ICI Global, an industry body, also voiced support. Qiumei Yang, CEO of Asia-Pacific, said in a statement the plans would “improve the overall quality and transparency of the listing process, strengthening investor protection.” The plan is also supported by the Hong Kong Investment Funds Association, which sees it as “an important step to enhance the robustness of the IPO mechanism,” a spokeswoman said by e-mail.
“We continue to listen to views from the industry and market participants and look forward to receiving their submissions” Ernest Kong, an SFC spokesman, said in response to a request for comment.
Tom Yuen, a Hong Kong banker and financial blogger, has been encouraging his 25,000 followers on mainland social media to submit their views.
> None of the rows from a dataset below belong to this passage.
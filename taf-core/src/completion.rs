//! N-party asynchronous join barrier.
//!
//! A [`CompletionHandler`] aggregates an unknown number of asynchronous
//! parties. Each [`CompletionHandler::register`] call hands out a
//! [`CompletionParty`] that must later be consumed by exactly one of
//! [`CompletionParty::resolve`] or [`CompletionParty::reject`].
//! [`CompletionHandler::execute`] arms the barrier. The aggregate callback
//! fires at most once and never before arming: `reject` with the first error
//! seen, or `resolve` once every party resolved. Parties may complete before
//! arming; their results are evaluated when `execute` runs, which fires
//! synchronously if the outcome is already known.
//!
//! A party that is dropped without completing leaves the barrier pending.

use std::fmt;
use std::sync::{Arc, Mutex, PoisonError};

type ResolveFn = Box<dyn FnOnce() + Send>;
type RejectFn<E> = Box<dyn FnOnce(E) + Send>;

struct Barrier<E> {
    parties: usize,
    resolved: usize,
    error: Option<E>,
    armed: bool,
    done: bool,
    on_resolve: Option<ResolveFn>,
    on_reject: Option<RejectFn<E>>,
}

enum Outcome<E> {
    Resolve(ResolveFn),
    Reject(RejectFn<E>, E),
}

impl<E> Barrier<E> {
    fn settle(&mut self) -> Option<Outcome<E>> {
        if !self.armed || self.done {
            return None;
        }
        if let Some(error) = self.error.take() {
            self.done = true;
            return self.on_reject.take().map(|callback| Outcome::Reject(callback, error));
        }
        if self.resolved >= self.parties {
            self.done = true;
            return self.on_resolve.take().map(Outcome::Resolve);
        }
        None
    }
}

type Shared<E> = Arc<Mutex<Barrier<E>>>;

fn with_barrier<E, R>(shared: &Shared<E>, f: impl FnOnce(&mut Barrier<E>) -> R) -> R {
    let mut guard = shared.lock().unwrap_or_else(PoisonError::into_inner);
    f(&mut guard)
}

/// Runs the aggregate callback outside the lock.
fn fire<E>(outcome: Option<Outcome<E>>) {
    match outcome {
        Some(Outcome::Resolve(callback)) => callback(),
        Some(Outcome::Reject(callback, error)) => callback(error),
        None => {}
    }
}

/// Aggregates the outcome of several asynchronous parties.
pub struct CompletionHandler<E> {
    shared: Shared<E>,
}

impl<E: Send + 'static> CompletionHandler<E> {
    pub fn new(on_resolve: impl FnOnce() + Send + 'static, on_reject: impl FnOnce(E) + Send + 'static) -> Self {
        Self {
            shared: Arc::new(Mutex::new(Barrier {
                parties: 0,
                resolved: 0,
                error: None,
                armed: false,
                done: false,
                on_resolve: Some(Box::new(on_resolve)),
                on_reject: Some(Box::new(on_reject)),
            })),
        }
    }

    /// Adds one expected party.
    #[must_use = "a registered party must be resolved or rejected"]
    pub fn register(&self) -> CompletionParty<E> {
        with_barrier(&self.shared, |barrier| barrier.parties += 1);
        CompletionParty { shared: Arc::clone(&self.shared) }
    }

    /// Number of parties registered so far.
    #[must_use]
    pub fn parties(&self) -> usize {
        with_barrier(&self.shared, |barrier| barrier.parties)
    }

    /// Arms the barrier; no parties can be registered afterwards.
    pub fn execute(self) {
        let outcome = with_barrier(&self.shared, |barrier| {
            barrier.armed = true;
            barrier.settle()
        });
        fire(outcome);
    }
}

impl<E> fmt::Debug for CompletionHandler<E> {
    fn fmt(&self, f: &mut fmt::Formatter<'_>) -> fmt::Result {
        let (parties, resolved, done) =
            with_barrier(&self.shared, |barrier| (barrier.parties, barrier.resolved, barrier.done));
        f.debug_struct("CompletionHandler")
            .field("parties", &parties)
            .field("resolved", &resolved)
            .field("done", &done)
            .finish()
    }
}

/// One party's private completion capability.
pub struct CompletionParty<E> {
    shared: Shared<E>,
}

impl<E> CompletionParty<E> {
    pub fn resolve(self) {
        let outcome = with_barrier(&self.shared, |barrier| {
            barrier.resolved += 1;
            barrier.settle()
        });
        fire(outcome);
    }

    /// Records `error` unless an earlier error or outcome exists.
    pub fn reject(self, error: E) {
        let outcome = with_barrier(&self.shared, |barrier| {
            if !barrier.done && barrier.error.is_none() {
                barrier.error = Some(error);
            }
            barrier.settle()
        });
        fire(outcome);
    }
}

impl<E> fmt::Debug for CompletionParty<E> {
    fn fmt(&self, f: &mut fmt::Formatter<'_>) -> fmt::Result {
        f.debug_struct("CompletionParty").finish_non_exhaustive()
    }
}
“We need people power from the mainland to improve Hong Kong’s market rules,” said Yuen, who asked that his employer not be named because he was speaking as an individual. “Mainland traders are becoming increasingly involved in the Hong Kong market. Many have suffered losses on dodgy companies and hope for tougher regulations.”
Yuen’s call could find a receptive audience. The reputation of Hong Kong-listed small-cap companies is so bad that Fang Lie, chairman of private-equity fund Shenzhen Juwending Investment Management Ltd., has been lecturing on how to detect potential frauds by examining earnings reports, using more than 30 examples from the city.
“Many mainland traders hit landmines when they bought shares of Hong Kong companies with good-looking financial numbers,” he said.
The three draft submissions, written by law firms, range from critical but constructive to openly opposed to the plans. They are being amended in response to feedback from lawyers and their banker clients, said the people.
Some local and international financial companies favor one of the draft submissions, from a Hong Kong law firm, which questions the proposal’s merit, according to one of the people.
“Fundamental changes to how the IPO process works are the last thing the market needs and they will do nothing to encourage access to the capital markets,” said the draft. “The proposed changes will cause considerable uncertainty which may adversely affect the attractiveness of the exchange as a listing venue.”